◆ Problem to solve: Give each entry back by retyping it exactly as written.

◆ Data for analysis:
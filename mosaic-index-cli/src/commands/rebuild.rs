//! `rebuild` command: scan a mosaic directory and regenerate its index.

use clap::Args;
use mosaic_index::config::ConfigFile;
use mosaic_index::geo::Crs;
use mosaic_index::index::{IndexSummary, MosaicIndex, RebuildOutcome};
use mosaic_index::mosaic::{DirectoryMosaic, Mosaic};
use tracing::info;

use super::common::{resolve_name, MosaicArgs, TimeModeArg};
use crate::error::CliError;

/// Arguments for `rebuild`.
#[derive(Debug, Args)]
pub struct RebuildArgs {
    #[command(flatten)]
    pub mosaic: MosaicArgs,

    /// How granule times are indexed (default: from config, else none)
    #[arg(long, value_enum)]
    pub time_mode: Option<TimeModeArg>,

    /// CRS for images without a .prj sidecar, e.g. EPSG:4326
    #[arg(long)]
    pub crs: Option<String>,

    /// Leave images without a world file out of the index
    #[arg(long)]
    pub skip_null_envelopes: bool,
}

/// Run the rebuild command.
pub fn run(args: RebuildArgs, mut config: ConfigFile) -> Result<(), CliError> {
    // Command-line values take precedence over the config file
    config.mosaic.name = Some(resolve_name(&args.mosaic, &config)?);
    if let Some(mode) = args.time_mode {
        config.mosaic.time_mode = mode.into();
    }
    if let Some(crs) = &args.crs {
        if crs.trim().is_empty() {
            return Err(CliError::InvalidArgument("--crs must not be empty".to_string()));
        }
        config.mosaic.default_crs = Some(Crs::new(crs.as_str()));
    }
    if args.skip_null_envelopes {
        config.mosaic.skip_null_envelopes = true;
    }

    let options = config.discovery_options()?;
    let mosaic = DirectoryMosaic::open(&args.mosaic.dir, &options)?;
    info!(
        mosaic = mosaic.name(),
        granules = mosaic.len(),
        "Opened mosaic directory"
    );

    let outcome = MosaicIndex::new(&mosaic, config.index_config()).rebuild()?;
    match outcome {
        RebuildOutcome::Skipped => {
            println!(
                "No granules found in {}; index not written.",
                args.mosaic.dir.display()
            );
        }
        RebuildOutcome::Written(summary) => print_summary(mosaic.name(), &summary),
    }
    Ok(())
}

fn print_summary(name: &str, summary: &IndexSummary) {
    println!("Rebuilt index for mosaic '{}'", name);
    println!("  Footprints:  {}", summary.record_count);
    println!("  Envelope:    {}", summary.envelope);
    println!(
        "  Resolution:  {:.6}, {:.6}",
        summary.resolution.0, summary.resolution.1
    );
    println!(
        "  Time:        {}",
        if summary.time_enabled { "indexed" } else { "not indexed" }
    );
    if !summary.removed.is_empty() {
        println!("  Removed:     {} stale artifact(s)", summary.removed.len());
    }
    println!("  Dataset:     {}", summary.footprint_path.display());
    println!("  Descriptor:  {}", summary.descriptor_path.display());
}
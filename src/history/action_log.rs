//! Best-effort move history
//!
//! Every executed move is reported to the service's history endpoint from a
//! detached task. Failures only bump a counter and a warning; they never
//! reach the organize session.

use std::path::Path;
use std::sync::atomic::{AtomicUsize, Ordering};
use std::sync::Arc;
use tokio::task::JoinHandle;

use crate::ai::{ActionLogRequest, OrganizeApi};
use crate::execution::resolve_assignments;
use crate::models::{OrganizeResult, ScannedFile};

/// Side channel for logging outcomes, shared across all batches
#[derive(Debug, Default)]
pub struct ActionLogStats {
    logged: AtomicUsize,
    failed: AtomicUsize,
}

impl ActionLogStats {
    pub fn logged(&self) -> usize {
        self.logged.load(Ordering::Relaxed)
    }

    pub fn failed(&self) -> usize {
        self.failed.load(Ordering::Relaxed)
    }
}

/// Totals for one batch, available once its tasks finished
#[derive(Debug, Clone, Copy, Default, PartialEq, Eq)]
pub struct ActionLogSummary {
    pub logged: usize,
    pub failed: usize,
}

/// Handles of the tasks spawned for one execution.
/// Dropping it leaves the tasks running.
#[derive(Debug)]
pub struct ActionLogBatch {
    handles: Vec<JoinHandle<bool>>,
}

impl ActionLogBatch {
    pub fn len(&self) -> usize {
        self.handles.len()
    }

    pub fn is_empty(&self) -> bool {
        self.handles.is_empty()
    }

    /// Wait for every call in the batch
    pub async fn wait(self) -> ActionLogSummary {
        let mut summary = ActionLogSummary::default();
        for handle in self.handles {
            match handle.await {
                Ok(true) => summary.logged += 1,
                Ok(false) => summary.failed += 1,
                Err(join_err) => {
                    tracing::warn!(error = %join_err, "History task panicked");
                    summary.failed += 1;
                }
            }
        }
        summary
    }
}

/// Build one history entry per resolved move
pub fn history_entries(
    base_folder: &Path,
    result: &OrganizeResult,
    scanned: &[ScannedFile],
) -> Vec<ActionLogRequest> {
    resolve_assignments(result, scanned)
        .into_iter()
        .map(|assignment| ActionLogRequest {
            filename: assignment.file.filename.clone(),
            source_path: assignment.file.path.clone(),
            dest_path: assignment.dest_path(base_folder).to_string_lossy().to_string(),
            confidence: assignment.suggestion.confidence_or_default(),
        })
        .collect()
}

pub struct ActionLogger {
    api: Arc<dyn OrganizeApi>,
    stats: Arc<ActionLogStats>,
}

impl ActionLogger {
    pub fn new(api: Arc<dyn OrganizeApi>) -> Self {
        Self {
            api,
            stats: Arc::new(ActionLogStats::default()),
        }
    }

    pub fn stats(&self) -> Arc<ActionLogStats> {
        Arc::clone(&self.stats)
    }

    /// Fire one independent history call per entry. Must run inside a tokio runtime.
    pub fn log_moves(&self, token: &str, entries: Vec<ActionLogRequest>) -> ActionLogBatch {
        tracing::debug!(entries = entries.len(), "Recording move history");

        let handles = entries
            .into_iter()
            .map(|entry| {
                let api = Arc::clone(&self.api);
                let stats = Arc::clone(&self.stats);
                let token = token.to_string();

                tokio::spawn(async move {
                    match api.log_action(&token, &entry).await {
                        Ok(()) => {
                            stats.logged.fetch_add(1, Ordering::Relaxed);
                            true
                        }
                        Err(e) => {
                            stats.failed.fetch_add(1, Ordering::Relaxed);
                            tracing::warn!(file = %entry.filename, error = %e, "Failed to record move history");
                            false
                        }
                    }
                })
            })
            .collect();

        ActionLogBatch { handles }
    }
}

◆ Final answer:
filename mosaic-index-cli/src/commands/rebuild.rs
//! `rebuild` command: scan a mosaic directory and regenerate its index.

use clap::Args;
use mosaic_index::config::ConfigFile;
use mosaic_index::geo::Crs;
use mosaic_index::index::{IndexSummary, MosaicIndex, RebuildOutcome};
use mosaic_index::mosaic::{DirectoryMosaic, Mosaic};
use tracing::info;

use super::common::{resolve_name, MosaicArgs, TimeModeArg};
use crate::error::CliError;

/// Arguments for `rebuild`.
#[derive(Debug, Args)]
pub struct RebuildArgs {
    #[command(flatten)]
    pub mosaic: MosaicArgs,

    /// How granule times are indexed (default: from config, else none)
    #[arg(long, value_enum)]
    pub time_mode: Option<TimeModeArg>,

    /// CRS for images without a .prj sidecar, e.g. EPSG:4326
    #[arg(long)]
    pub crs: Option<String>,

    /// Leave images without a world file out of the index
    #[arg(long)]
    pub skip_null_envelopes: bool,
}

/// Run the rebuild command.
pub fn run(args: RebuildArgs, mut config: ConfigFile) -> Result<(), CliError> {
    // Command-line values take precedence over the config file
    config.mosaic.name = Some(resolve_name(&args.mosaic, &config)?);
    if let Some(mode) = args.time_mode {
        config.mosaic.time_mode = mode.into();
    }
    if let Some(crs) = &args.crs {
        if crs.trim().is_empty() {
            return Err(CliError::InvalidArgument("--crs must not be empty".to_string()));
        }
        config.mosaic.default_crs = Some(Crs::new(crs.as_str()));
    }
    if args.skip_null_envelopes {
        config.mosaic.skip_null_envelopes = true;
    }

    let options = config.discovery_options()?;
    let mosaic = DirectoryMosaic::open(&args.mosaic.dir, &options)?;
    info!(
        mosaic = mosaic.name(),
        granules = mosaic.len(),
        "Opened mosaic directory"
    );

    let outcome = MosaicIndex::new(&mosaic, config.index_config()).rebuild()?;
    match outcome {
        RebuildOutcome::Skipped => {
            println!(
                "No granules found in {}; index not written.",
                args.mosaic.dir.display()
            );
        }
        RebuildOutcome::Written(summary) => print_summary(mosaic.name(), &summary),
    }
    Ok(())
}

fn print_summary(name: &str, summary: &IndexSummary) {
    println!("Rebuilt index for mosaic '{}'", name);
    println!("  Footprints:  {}", summary.record_count);
    println!("  Envelope:    {}", summary.envelope);
    println!(
        "  Resolution:  {:.6}, {:.6}",
        summary.resolution.0, summary.resolution.1
    );
    println!(
        "  Time:        {}",
        if summary.time_enabled { "indexed" } else { "not indexed" }
    );
    if !summary.removed.is_empty() {
        println!("  Removed:     {} stale artifact(s)", summary.removed.len());
    }
    println!("  Dataset:     {}", summary.footprint_path.display());
    println!("  Descriptor:  {}", summary.descriptor_path.display());
}
filename src/history/action_log.rs
//! Best-effort move history
//!
//! Every executed move is reported to the service's history endpoint from a
//! detached task. Failures only bump a counter and a warning; they never
//! reach the organize session.

use std::path::Path;
use std::sync::atomic::{AtomicUsize, Ordering};
use std::sync::Arc;
use tokio::task::JoinHandle;

use crate::ai::{ActionLogRequest, OrganizeApi};
use crate::execution::resolve_assignments;
use crate::models::{OrganizeResult, ScannedFile};

/// Side channel for logging outcomes, shared across all batches
#[derive(Debug, Default)]
pub struct ActionLogStats {
    logged: AtomicUsize,
    failed: AtomicUsize,
}

impl ActionLogStats {
    pub fn logged(&self) -> usize {
        self.logged.load(Ordering::Relaxed)
    }

    pub fn failed(&self) -> usize {
        self.failed.load(Ordering::Relaxed)
    }
}

/// Totals for one batch, available once its tasks finished
#[derive(Debug, Clone, Copy, Default, PartialEq, Eq)]
pub struct ActionLogSummary {
    pub logged: usize,
    pub failed: usize,
}

/// Handles of the tasks spawned for one execution.
/// Dropping it leaves the tasks running.
#[derive(Debug)]
pub struct ActionLogBatch {
    handles: Vec<JoinHandle<bool>>,
}

impl ActionLogBatch {
    pub fn len(&self) -> usize {
        self.handles.len()
    }

    pub fn is_empty(&self) -> bool {
        self.handles.is_empty()
    }

    /// Wait for every call in the batch
    pub async fn wait(self) -> ActionLogSummary {
        let mut summary = ActionLogSummary::default();
        for handle in self.handles {
            match handle.await {
                Ok(true) => summary.logged += 1,
                Ok(false) => summary.failed += 1,
                Err(join_err) => {
                    tracing::warn!(error = %join_err, "History task panicked");
                    summary.failed += 1;
                }
            }
        }
        summary
    }
}

/// Build one history entry per resolved move
pub fn history_entries(
    base_folder: &Path,
    result: &OrganizeResult,
    scanned: &[ScannedFile],
) -> Vec<ActionLogRequest> {
    resolve_assignments(result, scanned)
        .into_iter()
        .map(|assignment| ActionLogRequest {
            filename: assignment.file.filename.clone(),
            source_path: assignment.file.path.clone(),
            dest_path: assignment.dest_path(base_folder).to_string_lossy().to_string(),
            confidence: assignment.suggestion.confidence_or_default(),
        })
        .collect()
}

pub struct ActionLogger {
    api: Arc<dyn OrganizeApi>,
    stats: Arc<ActionLogStats>,
}

impl ActionLogger {
    pub fn new(api: Arc<dyn OrganizeApi>) -> Self {
        Self {
            api,
            stats: Arc::new(ActionLogStats::default()),
        }
    }

    pub fn stats(&self) -> Arc<ActionLogStats> {
        Arc::clone(&self.stats)
    }

    /// Fire one independent history call per entry. Must run inside a tokio runtime.
    pub fn log_moves(&self, token: &str, entries: Vec<ActionLogRequest>) -> ActionLogBatch {
        tracing::debug!(entries = entries.len(), "Recording move history");

        let handles = entries
            .into_iter()
            .map(|entry| {
                let api = Arc::clone(&self.api);
                let stats = Arc::clone(&self.stats);
                let token = token.to_string();

                tokio::spawn(async move {
                    match api.log_action(&token, &entry).await {
                        Ok(()) => {
                            stats.logged.fetch_add(1, Ordering::Relaxed);
                            true
                        }
                        Err(e) => {
                            stats.failed.fetch_add(1, Ordering::Relaxed);
                            tracing::warn!(file = %entry.filename, error = %e, "Failed to record move history");
                            false
                        }
                    }
                })
            })
            .collect();

        ActionLogBatch { handles }
    }
}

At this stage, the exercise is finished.